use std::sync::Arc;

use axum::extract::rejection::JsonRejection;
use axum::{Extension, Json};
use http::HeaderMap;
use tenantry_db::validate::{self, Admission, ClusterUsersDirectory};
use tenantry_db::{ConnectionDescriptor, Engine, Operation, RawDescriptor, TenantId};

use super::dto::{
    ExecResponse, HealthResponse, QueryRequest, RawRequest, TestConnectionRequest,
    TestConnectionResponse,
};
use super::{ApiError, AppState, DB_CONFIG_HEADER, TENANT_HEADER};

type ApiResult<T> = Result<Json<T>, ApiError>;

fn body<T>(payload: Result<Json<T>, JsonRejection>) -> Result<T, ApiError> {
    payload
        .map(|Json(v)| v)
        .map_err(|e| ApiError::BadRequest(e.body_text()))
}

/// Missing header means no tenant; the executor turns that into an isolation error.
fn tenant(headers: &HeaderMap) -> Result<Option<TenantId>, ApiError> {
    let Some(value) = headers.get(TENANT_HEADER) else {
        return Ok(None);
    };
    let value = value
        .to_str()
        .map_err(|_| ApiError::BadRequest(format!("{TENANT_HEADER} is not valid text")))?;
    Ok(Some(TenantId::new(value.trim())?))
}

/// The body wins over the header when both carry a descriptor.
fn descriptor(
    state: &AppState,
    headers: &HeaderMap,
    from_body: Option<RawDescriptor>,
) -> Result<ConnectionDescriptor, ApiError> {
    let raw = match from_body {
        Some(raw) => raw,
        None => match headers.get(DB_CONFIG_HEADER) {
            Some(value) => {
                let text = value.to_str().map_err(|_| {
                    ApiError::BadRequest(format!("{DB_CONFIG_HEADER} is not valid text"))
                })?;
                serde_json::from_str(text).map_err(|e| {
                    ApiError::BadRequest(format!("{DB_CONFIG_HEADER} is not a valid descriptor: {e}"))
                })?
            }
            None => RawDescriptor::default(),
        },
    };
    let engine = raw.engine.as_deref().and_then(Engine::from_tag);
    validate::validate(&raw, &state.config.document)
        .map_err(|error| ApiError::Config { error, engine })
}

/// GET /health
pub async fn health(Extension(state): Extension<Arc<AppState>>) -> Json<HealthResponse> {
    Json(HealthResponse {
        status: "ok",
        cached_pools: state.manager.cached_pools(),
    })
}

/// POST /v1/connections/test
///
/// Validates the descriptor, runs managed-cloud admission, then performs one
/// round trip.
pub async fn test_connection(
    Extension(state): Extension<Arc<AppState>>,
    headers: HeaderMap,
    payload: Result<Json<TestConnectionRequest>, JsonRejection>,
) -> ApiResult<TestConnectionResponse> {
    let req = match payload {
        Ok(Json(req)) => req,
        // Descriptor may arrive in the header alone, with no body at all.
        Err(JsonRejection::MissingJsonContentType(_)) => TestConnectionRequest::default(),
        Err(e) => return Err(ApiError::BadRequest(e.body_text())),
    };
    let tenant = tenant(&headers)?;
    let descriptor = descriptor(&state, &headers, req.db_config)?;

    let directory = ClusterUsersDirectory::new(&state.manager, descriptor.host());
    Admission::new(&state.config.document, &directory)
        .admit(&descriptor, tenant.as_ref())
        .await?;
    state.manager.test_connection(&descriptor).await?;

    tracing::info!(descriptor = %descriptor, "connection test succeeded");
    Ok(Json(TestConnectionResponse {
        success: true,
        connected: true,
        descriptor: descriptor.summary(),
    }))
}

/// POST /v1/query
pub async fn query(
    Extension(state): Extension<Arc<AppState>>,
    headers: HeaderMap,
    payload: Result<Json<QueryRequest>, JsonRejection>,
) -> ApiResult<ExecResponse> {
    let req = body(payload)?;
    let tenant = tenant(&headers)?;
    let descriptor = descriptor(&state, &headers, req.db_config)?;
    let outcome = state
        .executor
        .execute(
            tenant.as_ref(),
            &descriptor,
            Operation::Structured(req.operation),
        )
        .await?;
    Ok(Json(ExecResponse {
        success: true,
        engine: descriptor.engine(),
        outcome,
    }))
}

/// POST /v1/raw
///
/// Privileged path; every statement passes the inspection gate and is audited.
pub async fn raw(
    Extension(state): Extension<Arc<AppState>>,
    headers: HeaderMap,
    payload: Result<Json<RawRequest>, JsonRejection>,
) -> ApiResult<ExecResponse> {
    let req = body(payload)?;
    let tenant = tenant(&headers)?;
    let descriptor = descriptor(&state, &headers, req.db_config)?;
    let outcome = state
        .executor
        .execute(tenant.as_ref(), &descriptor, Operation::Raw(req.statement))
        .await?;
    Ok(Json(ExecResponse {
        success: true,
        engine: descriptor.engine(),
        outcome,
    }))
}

* * *

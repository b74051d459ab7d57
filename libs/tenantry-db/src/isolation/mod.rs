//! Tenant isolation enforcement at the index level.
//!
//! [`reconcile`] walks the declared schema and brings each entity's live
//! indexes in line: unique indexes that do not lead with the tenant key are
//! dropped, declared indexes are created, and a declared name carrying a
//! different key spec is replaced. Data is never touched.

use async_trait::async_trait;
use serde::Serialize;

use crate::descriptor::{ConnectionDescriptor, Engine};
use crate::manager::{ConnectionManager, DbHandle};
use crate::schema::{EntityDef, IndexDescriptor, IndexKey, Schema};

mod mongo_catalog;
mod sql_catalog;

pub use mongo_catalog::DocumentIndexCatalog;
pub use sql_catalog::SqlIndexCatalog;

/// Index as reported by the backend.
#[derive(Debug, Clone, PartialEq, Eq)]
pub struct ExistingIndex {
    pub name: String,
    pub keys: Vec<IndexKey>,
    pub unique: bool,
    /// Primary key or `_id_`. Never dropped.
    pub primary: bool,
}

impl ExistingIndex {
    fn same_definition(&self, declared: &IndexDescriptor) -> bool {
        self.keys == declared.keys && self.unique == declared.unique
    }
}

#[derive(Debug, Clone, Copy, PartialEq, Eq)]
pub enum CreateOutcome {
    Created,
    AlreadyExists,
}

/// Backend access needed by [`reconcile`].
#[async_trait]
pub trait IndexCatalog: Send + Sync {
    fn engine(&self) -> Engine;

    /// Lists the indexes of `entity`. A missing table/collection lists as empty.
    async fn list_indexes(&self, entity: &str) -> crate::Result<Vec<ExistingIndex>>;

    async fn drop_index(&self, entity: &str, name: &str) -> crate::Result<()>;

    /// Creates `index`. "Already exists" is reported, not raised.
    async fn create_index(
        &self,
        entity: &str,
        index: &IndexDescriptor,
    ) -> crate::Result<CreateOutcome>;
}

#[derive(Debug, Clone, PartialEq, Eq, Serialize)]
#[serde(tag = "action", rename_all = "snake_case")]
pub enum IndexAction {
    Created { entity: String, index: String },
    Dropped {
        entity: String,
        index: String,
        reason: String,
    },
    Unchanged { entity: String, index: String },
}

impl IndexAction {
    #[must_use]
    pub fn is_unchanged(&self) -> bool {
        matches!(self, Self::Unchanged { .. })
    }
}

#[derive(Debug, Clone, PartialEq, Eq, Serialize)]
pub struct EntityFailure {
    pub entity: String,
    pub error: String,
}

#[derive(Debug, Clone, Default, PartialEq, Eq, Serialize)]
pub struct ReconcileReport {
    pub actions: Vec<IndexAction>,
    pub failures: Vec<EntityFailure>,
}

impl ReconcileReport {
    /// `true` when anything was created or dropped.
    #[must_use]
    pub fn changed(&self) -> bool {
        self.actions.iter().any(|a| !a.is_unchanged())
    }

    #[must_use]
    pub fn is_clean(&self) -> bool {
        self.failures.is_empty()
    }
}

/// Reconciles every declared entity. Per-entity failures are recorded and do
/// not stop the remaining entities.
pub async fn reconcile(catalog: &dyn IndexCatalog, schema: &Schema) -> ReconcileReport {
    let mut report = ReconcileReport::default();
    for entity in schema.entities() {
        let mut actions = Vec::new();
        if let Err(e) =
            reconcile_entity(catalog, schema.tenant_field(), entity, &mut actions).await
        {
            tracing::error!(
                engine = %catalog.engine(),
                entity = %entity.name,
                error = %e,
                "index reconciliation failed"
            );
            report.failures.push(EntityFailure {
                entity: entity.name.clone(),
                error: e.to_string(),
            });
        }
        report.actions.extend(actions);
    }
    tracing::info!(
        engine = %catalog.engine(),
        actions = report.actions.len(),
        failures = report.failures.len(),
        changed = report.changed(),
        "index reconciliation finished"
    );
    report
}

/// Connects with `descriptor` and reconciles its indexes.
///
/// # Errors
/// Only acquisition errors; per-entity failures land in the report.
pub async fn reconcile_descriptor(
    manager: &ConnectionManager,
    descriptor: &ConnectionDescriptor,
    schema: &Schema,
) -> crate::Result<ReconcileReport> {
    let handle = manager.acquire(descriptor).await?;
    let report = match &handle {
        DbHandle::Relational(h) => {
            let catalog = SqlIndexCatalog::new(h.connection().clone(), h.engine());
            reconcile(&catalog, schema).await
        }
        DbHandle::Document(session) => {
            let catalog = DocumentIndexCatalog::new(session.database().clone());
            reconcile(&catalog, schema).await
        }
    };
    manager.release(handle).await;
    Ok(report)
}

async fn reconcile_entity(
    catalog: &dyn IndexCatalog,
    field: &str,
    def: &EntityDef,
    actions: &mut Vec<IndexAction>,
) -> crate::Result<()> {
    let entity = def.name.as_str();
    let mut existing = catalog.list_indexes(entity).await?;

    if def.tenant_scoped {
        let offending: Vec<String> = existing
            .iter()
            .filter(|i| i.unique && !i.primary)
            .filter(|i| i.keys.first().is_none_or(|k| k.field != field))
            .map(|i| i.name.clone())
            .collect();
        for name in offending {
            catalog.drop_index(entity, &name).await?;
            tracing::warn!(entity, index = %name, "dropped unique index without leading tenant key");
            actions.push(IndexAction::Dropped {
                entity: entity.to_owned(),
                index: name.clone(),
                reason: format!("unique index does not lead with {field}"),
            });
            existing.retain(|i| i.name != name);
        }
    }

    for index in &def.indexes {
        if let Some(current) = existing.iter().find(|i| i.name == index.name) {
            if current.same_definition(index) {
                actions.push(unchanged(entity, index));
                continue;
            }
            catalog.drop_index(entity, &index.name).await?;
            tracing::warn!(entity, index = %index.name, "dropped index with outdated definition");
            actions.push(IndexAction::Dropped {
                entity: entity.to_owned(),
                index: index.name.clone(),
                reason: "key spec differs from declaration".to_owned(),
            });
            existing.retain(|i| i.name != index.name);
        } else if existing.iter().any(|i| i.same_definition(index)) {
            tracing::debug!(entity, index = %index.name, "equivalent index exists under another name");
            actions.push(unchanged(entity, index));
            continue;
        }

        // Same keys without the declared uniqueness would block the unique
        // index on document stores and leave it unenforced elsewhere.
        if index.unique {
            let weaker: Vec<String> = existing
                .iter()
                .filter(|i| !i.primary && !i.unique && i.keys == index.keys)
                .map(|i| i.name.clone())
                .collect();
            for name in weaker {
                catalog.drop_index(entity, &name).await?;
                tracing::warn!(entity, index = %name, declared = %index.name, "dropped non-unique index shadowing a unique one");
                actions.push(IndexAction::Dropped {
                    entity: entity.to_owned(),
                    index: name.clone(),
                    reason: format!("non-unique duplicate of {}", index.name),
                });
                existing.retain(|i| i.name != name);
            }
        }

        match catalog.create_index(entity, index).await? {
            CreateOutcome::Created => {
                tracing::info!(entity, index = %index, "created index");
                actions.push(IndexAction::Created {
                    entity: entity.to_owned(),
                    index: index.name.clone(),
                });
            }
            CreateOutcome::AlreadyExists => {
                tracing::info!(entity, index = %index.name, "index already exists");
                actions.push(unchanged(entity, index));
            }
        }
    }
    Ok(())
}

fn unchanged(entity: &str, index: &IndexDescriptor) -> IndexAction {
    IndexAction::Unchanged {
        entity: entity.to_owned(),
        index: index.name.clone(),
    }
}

### What you should do
Please show each line in the records above that contains "ConnectionManager".

### Result of the exercise
use crate::manager::{ConnectionManager, DbHandle};
    manager: &ConnectionManager,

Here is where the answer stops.